Only one stretch of the data below should be repeated: the lines from the line containing "let admitted = !self" through the line containing "let mut total_atoms = 0;", inclusive, exactly as they are.

---------- Data to examine

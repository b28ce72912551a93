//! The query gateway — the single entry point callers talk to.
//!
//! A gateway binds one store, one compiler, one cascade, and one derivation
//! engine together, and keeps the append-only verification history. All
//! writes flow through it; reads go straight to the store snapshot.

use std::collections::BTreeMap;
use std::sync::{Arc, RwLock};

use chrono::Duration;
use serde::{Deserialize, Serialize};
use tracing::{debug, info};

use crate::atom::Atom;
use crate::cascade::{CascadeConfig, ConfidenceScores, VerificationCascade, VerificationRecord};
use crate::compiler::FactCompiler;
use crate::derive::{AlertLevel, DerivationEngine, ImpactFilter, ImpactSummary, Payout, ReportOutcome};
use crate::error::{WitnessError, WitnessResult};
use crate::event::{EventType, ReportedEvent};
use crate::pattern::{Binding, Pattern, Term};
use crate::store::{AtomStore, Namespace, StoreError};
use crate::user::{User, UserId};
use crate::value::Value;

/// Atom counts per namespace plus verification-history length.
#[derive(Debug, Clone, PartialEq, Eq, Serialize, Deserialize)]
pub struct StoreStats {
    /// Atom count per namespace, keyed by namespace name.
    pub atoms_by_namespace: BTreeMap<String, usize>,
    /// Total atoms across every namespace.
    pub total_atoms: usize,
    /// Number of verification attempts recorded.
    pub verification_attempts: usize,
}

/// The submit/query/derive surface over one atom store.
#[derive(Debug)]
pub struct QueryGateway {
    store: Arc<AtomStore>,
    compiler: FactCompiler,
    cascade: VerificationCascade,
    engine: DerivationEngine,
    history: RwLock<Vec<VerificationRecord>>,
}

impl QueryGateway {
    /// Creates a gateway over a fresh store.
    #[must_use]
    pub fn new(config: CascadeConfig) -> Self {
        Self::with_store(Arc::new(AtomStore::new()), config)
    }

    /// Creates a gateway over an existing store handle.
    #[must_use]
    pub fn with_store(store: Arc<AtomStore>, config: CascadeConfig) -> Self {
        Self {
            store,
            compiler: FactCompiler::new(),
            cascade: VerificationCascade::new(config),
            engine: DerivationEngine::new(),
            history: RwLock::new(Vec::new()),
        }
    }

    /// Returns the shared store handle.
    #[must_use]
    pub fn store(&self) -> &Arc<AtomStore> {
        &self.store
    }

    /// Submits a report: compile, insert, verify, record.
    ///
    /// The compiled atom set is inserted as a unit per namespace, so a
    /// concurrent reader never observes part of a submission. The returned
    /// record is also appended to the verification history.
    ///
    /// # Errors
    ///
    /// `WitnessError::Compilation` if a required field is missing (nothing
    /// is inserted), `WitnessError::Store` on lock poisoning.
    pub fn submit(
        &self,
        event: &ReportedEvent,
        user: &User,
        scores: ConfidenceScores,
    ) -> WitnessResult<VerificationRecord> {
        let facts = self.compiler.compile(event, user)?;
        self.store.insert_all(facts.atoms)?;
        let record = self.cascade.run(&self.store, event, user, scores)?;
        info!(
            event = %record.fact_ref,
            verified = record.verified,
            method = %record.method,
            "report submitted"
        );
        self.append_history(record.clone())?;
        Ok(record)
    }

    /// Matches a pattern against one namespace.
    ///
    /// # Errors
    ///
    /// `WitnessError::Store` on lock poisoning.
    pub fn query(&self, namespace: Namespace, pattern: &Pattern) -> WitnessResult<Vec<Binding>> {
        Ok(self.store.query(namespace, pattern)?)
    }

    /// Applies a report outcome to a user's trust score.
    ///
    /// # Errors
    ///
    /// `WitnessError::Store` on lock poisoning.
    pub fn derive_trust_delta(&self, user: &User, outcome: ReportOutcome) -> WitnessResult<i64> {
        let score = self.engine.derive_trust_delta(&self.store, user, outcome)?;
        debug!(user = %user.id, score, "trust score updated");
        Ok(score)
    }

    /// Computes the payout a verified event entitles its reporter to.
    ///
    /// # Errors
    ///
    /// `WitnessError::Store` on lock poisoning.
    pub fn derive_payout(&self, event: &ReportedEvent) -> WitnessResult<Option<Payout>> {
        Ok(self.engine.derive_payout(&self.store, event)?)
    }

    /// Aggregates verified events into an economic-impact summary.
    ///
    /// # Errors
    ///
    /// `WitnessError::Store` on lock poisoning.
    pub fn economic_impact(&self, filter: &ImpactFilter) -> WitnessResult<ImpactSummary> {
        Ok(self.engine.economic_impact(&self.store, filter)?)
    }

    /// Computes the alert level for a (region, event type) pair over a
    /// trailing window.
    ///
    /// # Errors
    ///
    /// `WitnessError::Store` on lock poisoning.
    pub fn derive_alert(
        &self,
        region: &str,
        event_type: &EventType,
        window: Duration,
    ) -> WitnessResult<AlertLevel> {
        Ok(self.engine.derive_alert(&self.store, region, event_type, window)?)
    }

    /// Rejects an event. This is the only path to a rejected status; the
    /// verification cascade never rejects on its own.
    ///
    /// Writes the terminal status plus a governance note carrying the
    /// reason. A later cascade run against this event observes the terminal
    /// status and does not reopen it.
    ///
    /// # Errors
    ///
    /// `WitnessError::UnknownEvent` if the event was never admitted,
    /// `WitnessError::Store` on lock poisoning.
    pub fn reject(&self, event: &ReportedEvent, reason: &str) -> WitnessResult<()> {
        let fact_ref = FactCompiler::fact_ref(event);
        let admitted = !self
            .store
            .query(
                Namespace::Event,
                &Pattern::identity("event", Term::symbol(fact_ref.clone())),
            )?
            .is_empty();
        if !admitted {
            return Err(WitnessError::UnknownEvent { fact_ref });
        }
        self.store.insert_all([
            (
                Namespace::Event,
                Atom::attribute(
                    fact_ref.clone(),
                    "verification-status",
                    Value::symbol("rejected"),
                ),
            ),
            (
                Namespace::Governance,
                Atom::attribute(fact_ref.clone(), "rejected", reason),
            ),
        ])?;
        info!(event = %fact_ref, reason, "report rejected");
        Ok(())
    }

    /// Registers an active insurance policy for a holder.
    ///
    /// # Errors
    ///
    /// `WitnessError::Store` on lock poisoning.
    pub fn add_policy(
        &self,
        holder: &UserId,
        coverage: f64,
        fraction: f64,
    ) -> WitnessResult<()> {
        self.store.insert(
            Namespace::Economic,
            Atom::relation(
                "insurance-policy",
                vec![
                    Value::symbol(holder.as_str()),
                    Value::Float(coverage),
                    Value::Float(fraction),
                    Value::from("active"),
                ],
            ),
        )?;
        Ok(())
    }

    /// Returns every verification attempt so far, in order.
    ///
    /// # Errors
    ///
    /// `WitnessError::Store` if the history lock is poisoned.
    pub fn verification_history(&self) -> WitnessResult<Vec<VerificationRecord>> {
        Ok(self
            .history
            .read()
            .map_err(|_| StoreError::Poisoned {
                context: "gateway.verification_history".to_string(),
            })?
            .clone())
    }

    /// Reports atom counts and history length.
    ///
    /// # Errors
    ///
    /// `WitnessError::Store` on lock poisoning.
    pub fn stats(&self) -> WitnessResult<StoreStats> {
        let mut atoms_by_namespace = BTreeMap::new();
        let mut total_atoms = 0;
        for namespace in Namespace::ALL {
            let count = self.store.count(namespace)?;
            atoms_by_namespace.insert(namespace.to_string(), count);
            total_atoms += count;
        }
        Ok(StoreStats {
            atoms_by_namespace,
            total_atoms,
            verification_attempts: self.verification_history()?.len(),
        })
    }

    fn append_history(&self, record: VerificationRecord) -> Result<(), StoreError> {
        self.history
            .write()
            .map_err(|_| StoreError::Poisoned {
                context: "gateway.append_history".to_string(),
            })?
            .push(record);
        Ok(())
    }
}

--------------------
---------- Data to examine

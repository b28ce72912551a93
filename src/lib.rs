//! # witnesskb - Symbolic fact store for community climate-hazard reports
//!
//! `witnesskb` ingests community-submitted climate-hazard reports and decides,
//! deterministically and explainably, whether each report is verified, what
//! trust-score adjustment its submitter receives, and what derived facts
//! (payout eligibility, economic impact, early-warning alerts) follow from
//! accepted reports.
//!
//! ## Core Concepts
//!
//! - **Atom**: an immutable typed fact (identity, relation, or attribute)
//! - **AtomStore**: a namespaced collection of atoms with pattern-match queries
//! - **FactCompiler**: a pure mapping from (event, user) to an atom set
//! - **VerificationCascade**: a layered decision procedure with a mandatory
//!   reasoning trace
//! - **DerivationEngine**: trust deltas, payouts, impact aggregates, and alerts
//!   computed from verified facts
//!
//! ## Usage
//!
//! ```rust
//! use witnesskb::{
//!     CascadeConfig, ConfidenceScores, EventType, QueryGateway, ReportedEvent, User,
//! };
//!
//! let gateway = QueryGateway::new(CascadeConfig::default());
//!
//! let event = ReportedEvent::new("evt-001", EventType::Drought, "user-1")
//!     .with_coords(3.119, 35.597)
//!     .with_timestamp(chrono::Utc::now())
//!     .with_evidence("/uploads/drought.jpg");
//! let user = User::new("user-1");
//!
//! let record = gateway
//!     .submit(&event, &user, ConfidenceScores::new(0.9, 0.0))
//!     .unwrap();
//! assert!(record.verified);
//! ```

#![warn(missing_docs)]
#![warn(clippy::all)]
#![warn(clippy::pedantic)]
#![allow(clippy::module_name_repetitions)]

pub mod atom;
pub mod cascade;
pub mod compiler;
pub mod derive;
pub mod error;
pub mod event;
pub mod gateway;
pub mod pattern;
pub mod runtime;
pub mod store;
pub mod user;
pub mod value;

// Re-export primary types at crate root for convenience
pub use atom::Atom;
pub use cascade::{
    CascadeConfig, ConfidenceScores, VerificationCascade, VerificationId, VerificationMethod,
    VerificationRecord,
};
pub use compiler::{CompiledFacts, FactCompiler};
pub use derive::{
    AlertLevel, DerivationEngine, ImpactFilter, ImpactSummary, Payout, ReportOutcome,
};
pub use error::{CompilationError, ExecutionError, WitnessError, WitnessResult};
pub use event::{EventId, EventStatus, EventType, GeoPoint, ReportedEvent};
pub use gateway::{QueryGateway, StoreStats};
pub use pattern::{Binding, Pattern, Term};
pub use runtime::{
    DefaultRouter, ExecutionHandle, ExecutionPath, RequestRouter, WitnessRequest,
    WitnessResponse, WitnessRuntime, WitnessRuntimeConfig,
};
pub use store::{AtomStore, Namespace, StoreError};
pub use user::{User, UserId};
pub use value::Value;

--------------------

* Output for this task
        let admitted = !self
            .store
            .query(
                Namespace::Event,
                &Pattern::identity("event", Term::symbol(fact_ref.clone())),
            )?
            .is_empty();
        if !admitted {
            return Err(WitnessError::UnknownEvent { fact_ref });
        }
        self.store.insert_all([
            (
                Namespace::Event,
                Atom::attribute(
                    fact_ref.clone(),
                    "verification-status",
                    Value::symbol("rejected"),
                ),
            ),
            (
                Namespace::Governance,
                Atom::attribute(fact_ref.clone(), "rejected", reason),
            ),
        ])?;
        info!(event = %fact_ref, reason, "report rejected");
        Ok(())
    }

    /// Registers an active insurance policy for a holder.
    ///
    /// # Errors
    ///
    /// `WitnessError::Store` on lock poisoning.
    pub fn add_policy(
        &self,
        holder: &UserId,
        coverage: f64,
        fraction: f64,
    ) -> WitnessResult<()> {
        self.store.insert(
            Namespace::Economic,
            Atom::relation(
                "insurance-policy",
                vec![
                    Value::symbol(holder.as_str()),
                    Value::Float(coverage),
                    Value::Float(fraction),
                    Value::from("active"),
                ],
            ),
        )?;
        Ok(())
    }

    /// Returns every verification attempt so far, in order.
    ///
    /// # Errors
    ///
    /// `WitnessError::Store` if the history lock is poisoned.
    pub fn verification_history(&self) -> WitnessResult<Vec<VerificationRecord>> {
        Ok(self
            .history
            .read()
            .map_err(|_| StoreError::Poisoned {
                context: "gateway.verification_history".to_string(),
            })?
            .clone())
    }

    /// Reports atom counts and history length.
    ///
    /// # Errors
    ///
    /// `WitnessError::Store` on lock poisoning.
    pub fn stats(&self) -> WitnessResult<StoreStats> {
        let mut atoms_by_namespace = BTreeMap::new();
        let mut total_atoms = 0;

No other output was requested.